In previous outbreaks, the virus was likely caused by the droppings of infected fruit bats.

NOS News

The Nipah virus emerged in the southern Indian state of Kerala. To curb the outbreak, at least seven villages in the affected district have been placed under lockdown. Schools, offices and public transport are also closed. This is the fourth outbreak of the deadly virus in the region since 2018.

The virus has now claimed two lives in Kerala. The first victim died on August 30. According to the authorities, it was a man who grew bananas and nuts, reports the Reuters news agency.

The man's minor daughter and brother-in-law were also infected with the virus and are hospitalized, local authorities report. Other family members and neighbors are currently being tested for Nipah infections.
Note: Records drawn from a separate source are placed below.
// Copyright (c) 2025 The Spindle contributors.
//
// Permission is hereby granted, free of charge, to any person obtaining
// a copy of this software and associated documentation files (the
// "Software"), to deal in the Software without restriction, including
// without limitation the rights to use, copy, modify, merge, publish,
// distribute, sublicense, and/or sell copies of the Software, and to
// permit persons to whom the Software is furnished to do so, subject to
// the following conditions:
//
// The above copyright notice and this permission notice shall be
// included in all copies or substantial portions of the Software.
//
// THE SOFTWARE IS PROVIDED "AS IS", WITHOUT WARRANTY OF ANY KIND,
// EXPRESS OR IMPLIED, INCLUDING BUT NOT LIMITED TO THE WARRANTIES OF
// MERCHANTABILITY, FITNESS FOR A PARTICULAR PURPOSE AND
// NONINFRINGEMENT. IN NO EVENT SHALL THE AUTHORS OR COPYRIGHT HOLDERS BE
// LIABLE FOR ANY CLAIM, DAMAGES OR OTHER LIABILITY, WHETHER IN AN ACTION
// OF CONTRACT, TORT OR OTHERWISE, ARISING FROM, OUT OF OR IN CONNECTION
// WITH THE SOFTWARE OR THE USE OR OTHER DEALINGS IN THE SOFTWARE.

//! Candidate layouts yielded by the design streams.
//!
//! Layouts are fully owned snapshots: once yielded, the engine never
//! touches them again, and dropping the stream leaves them intact.

use crate::index::{SlotIndex, VariantIndex};
use spindle_core::num::fitness::Fitness;

/// A complete rotor blade sequence and its fitness.
#[derive(Clone, Debug, PartialEq, Eq)]
pub struct SequenceLayout {
    variants: Vec<VariantIndex>,
    fitness: Fitness,
}

impl SequenceLayout {
    /// Wraps a complete assignment.
    pub fn new(variants: Vec<VariantIndex>, fitness: Fitness) -> Self {
        Self { variants, fitness }
    }

    /// The number of slots.
    #[inline]
    pub fn len(&self) -> usize {
        self.variants.len()
    }

    /// Returns `true` if the layout has no slots.
    #[inline]
    pub fn is_empty(&self) -> bool {
        self.variants.is_empty()
    }

    /// The assigned variant of one slot.
    ///
    /// # Panics
    ///
    /// Panics if `slot` is out of bounds.
    #[inline]
    pub fn variant_at(&self, slot: SlotIndex) -> VariantIndex {
        debug_assert!(
            slot.get() < self.variants.len(),
            "called `SequenceLayout::variant_at` with slot out of bounds: the len is {} but the index is {}",
            self.variants.len(),
            slot.get()
        );
        self.variants[slot.get()]
    }

    /// All assigned variants in slot order.
    #[inline]
    pub fn variants(&self) -> &[VariantIndex] {
        &self.variants
    }

    /// The fitness of this layout.
    #[inline]
    pub fn fitness(&self) -> Fitness {
        self.fitness
    }

    /// Counts the occurrences of one variant.
    pub fn count_of(&self, variant: VariantIndex) -> usize {
        self.variants.iter().filter(|v| **v == variant).count()
    }
}

impl std::fmt::Display for SequenceLayout {
    fn fmt(&self, f: &mut std::fmt::Formatter<'_>) -> std::fmt::Result {
        writeln!(f, "Sequence Layout")?;
        writeln!(f, "   Fitness: {}", self.fitness)?;
        writeln!(f)?;
        writeln!(f, "   {:<6} | {:<8}", "Slot", "Variant")?;
        writeln!(f, "   {:-<6}-+-{:-<8}", "", "")?;
        for (slot, variant) in self.variants.iter().enumerate() {
            writeln!(f, "   {:<6} | {:<8}", slot, variant.get())?;
        }
        Ok(())
    }
}

/// One cell of a grid layout.
#[derive(Clone, Copy, Debug, PartialEq, Eq)]
pub enum Cell {
    /// A hollow shaft cell; never assigned.
    Empty,
    /// A cell holding the given part variant.
    Part(VariantIndex),
}

impl Cell {
    /// Returns `true` for hollow cells.
    #[inline]
    pub fn is_empty(&self) -> bool {
        matches!(self, Cell::Empty)
    }

    /// The assigned variant, or `None` for hollow cells.
    #[inline]
    pub fn variant(&self) -> Option<VariantIndex> {
        match self {
            Cell::Empty => None,
            Cell::Part(variant) => Some(*variant),
        }
    }
}

/// A complete dynamo coil grid and its fitness.
///
/// Cells are stored row-major; `(x, y)` indexing covers the full square
/// including the hollow shaft, which reads back as `Cell::Empty`.
#[derive(Clone, Debug, PartialEq, Eq)]
pub struct GridLayout {
    side: usize,
    cells: Vec<Cell>,
    fitness: Fitness,
}

impl GridLayout {
    /// Wraps a complete grid assignment.
    ///
    /// # Panics
    ///
    /// Panics if `cells` does not hold exactly `side * side` entries.
    pub fn new(side: usize, cells: Vec<Cell>, fitness: Fitness) -> Self {
        assert_eq!(
            cells.len(),
            side * side,
            "called `GridLayout::new` with inconsistent cell count: side is {} but {} cells were given",
            side,
            cells.len()
        );
        Self {
            side,
            cells,
            fitness,
        }
    }

    /// The side length of the grid.
    #[inline]
    pub fn side(&self) -> usize {
        self.side
    }

    /// The cell at `(x, y)`, `x` and `y` in `[0, side)`.
    ///
    /// # Panics
    ///
    /// Panics if `x` or `y` is out of bounds.
    #[inline]
    pub fn get(&self, x: usize, y: usize) -> Cell {
        debug_assert!(
            x < self.side && y < self.side,
            "called `GridLayout::get` with coordinates ({}, {}) outside a grid of side {}",
            x,
            y,
            self.side
        );
        self.cells[y * self.side + x]
    }

    /// All cells in row-major order.
    #[inline]
    pub fn cells(&self) -> &[Cell] {
        &self.cells
    }

    /// The fitness of this layout.
    #[inline]
    pub fn fitness(&self) -> Fitness {
        self.fitness
    }

    /// Number of hollow cells.
    pub fn num_empty(&self) -> usize {
        self.cells.iter().filter(|c| c.is_empty()).count()
    }

    /// Number of assigned cells.
    pub fn num_parts(&self) -> usize {
        self.cells.len() - self.num_empty()
    }

    /// Counts the occurrences of one variant.
    pub fn count_of(&self, variant: VariantIndex) -> usize {
        self.cells
            .iter()
            .filter(|c| c.variant() == Some(variant))
            .count()
    }
}

impl std::fmt::Display for GridLayout {
    fn fmt(&self, f: &mut std::fmt::Formatter<'_>) -> std::fmt::Result {
        writeln!(f, "Grid Layout ({}x{})", self.side, self.side)?;
        writeln!(f, "   Fitness: {}", self.fitness)?;
        writeln!(f)?;
        for y in 0..self.side {
            write!(f, "   ")?;
            for x in 0..self.side {
                match self.get(x, y) {
                    Cell::Empty => write!(f, " .")?,
                    Cell::Part(variant) => write!(f, " {}", variant.get())?,
                }
            }
            writeln!(f)?;
        }
        Ok(())
    }
}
The second death came into contact with the virus at the hospital, but was not linked to the infected family. We don't know when he died. Medical personnel should be quarantined as a precaution after contact with an infected person.

High mortality rate

In previous outbreaks, an estimated 40 to 75 percent of people infected with the Nipah virus died, the World Health Organization (WHO) reports. There is no treatment or vaccine for the disease. According to India's health minister, the current outbreak is the “Bangladesh variant”, which has a high mortality rate. However, this variant has been shown to be less contagious in the past.
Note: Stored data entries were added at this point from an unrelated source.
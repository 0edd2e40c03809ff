// Copyright (c) 2025 The Spindle contributors.
//
// Permission is hereby granted, free of charge, to any person obtaining
// a copy of this software and associated documentation files (the
// "Software"), to deal in the Software without restriction, including
// without limitation the rights to use, copy, modify, merge, publish,
// distribute, sublicense, and/or sell copies of the Software, and to
// permit persons to whom the Software is furnished to do so, subject to
// the following conditions:
//
// The above copyright notice and this permission notice shall be
// included in all copies or substantial portions of the Software.
//
// THE SOFTWARE IS PROVIDED "AS IS", WITHOUT WARRANTY OF ANY KIND,
// EXPRESS OR IMPLIED, INCLUDING BUT NOT LIMITED TO THE WARRANTIES OF
// MERCHANTABILITY, FITNESS FOR A PARTICULAR PURPOSE AND
// NONINFRINGEMENT. IN NO EVENT SHALL THE AUTHORS OR COPYRIGHT HOLDERS BE
// LIABLE FOR ANY CLAIM, DAMAGES OR OTHER LIABILITY, WHETHER IN AN ACTION
// OF CONTRACT, TORT OR OTHERWISE, ARISING FROM, OUT OF OR IN CONNECTION
// WITH THE SOFTWARE OR THE USE OR OTHER DEALINGS IN THE SOFTWARE.

use spindle_core::utils::index::{TypedIndex, TypedIndexTag};

/// A tag type for catalog variant indices.
#[derive(Clone, Copy, PartialEq, Eq, PartialOrd, Ord, Hash, Debug)]
pub struct VariantIndexTag;

impl TypedIndexTag for VariantIndexTag {
    const NAME: &'static str = "VariantIndex";
}

/// A typed index into a part catalog.
pub type VariantIndex = TypedIndex<VariantIndexTag>;

/// A tag type for sequence slot indices.
#[derive(Clone, Copy, PartialEq, Eq, PartialOrd, Ord, Hash, Debug)]
pub struct SlotIndexTag;

impl TypedIndexTag for SlotIndexTag {
    const NAME: &'static str = "SlotIndex";
}

/// A typed index for positions in a sequence layout.
pub type SlotIndex = TypedIndex<SlotIndexTag>;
The Nipah virus is transmitted from animals to humans. It can also be spread through contaminated food and contact with an infected person.

Fruit Bats

The virus was first discovered in 1999 among pig farmers in Malaysia. Since then, no outbreaks have been reported in the Southeast Asian country. In Bangladesh, the virus has reappeared every year since 2001, according to the WHO.

In previous outbreaks in Bangladesh and India, people are believed to have become infected by eating fruit or fruit products contaminated with the urine or saliva of infected fruit bats.

This spring, a Reuters study found that the region's rapid urbanization and deforestation created ideal conditions for viruses like Nipah. These developments mean that humans and animals are living closer together, increasing the risk of infections.

The rapid growth of the Indian population plays a major role in this regard. Since this year, India has become the most populous country in the world.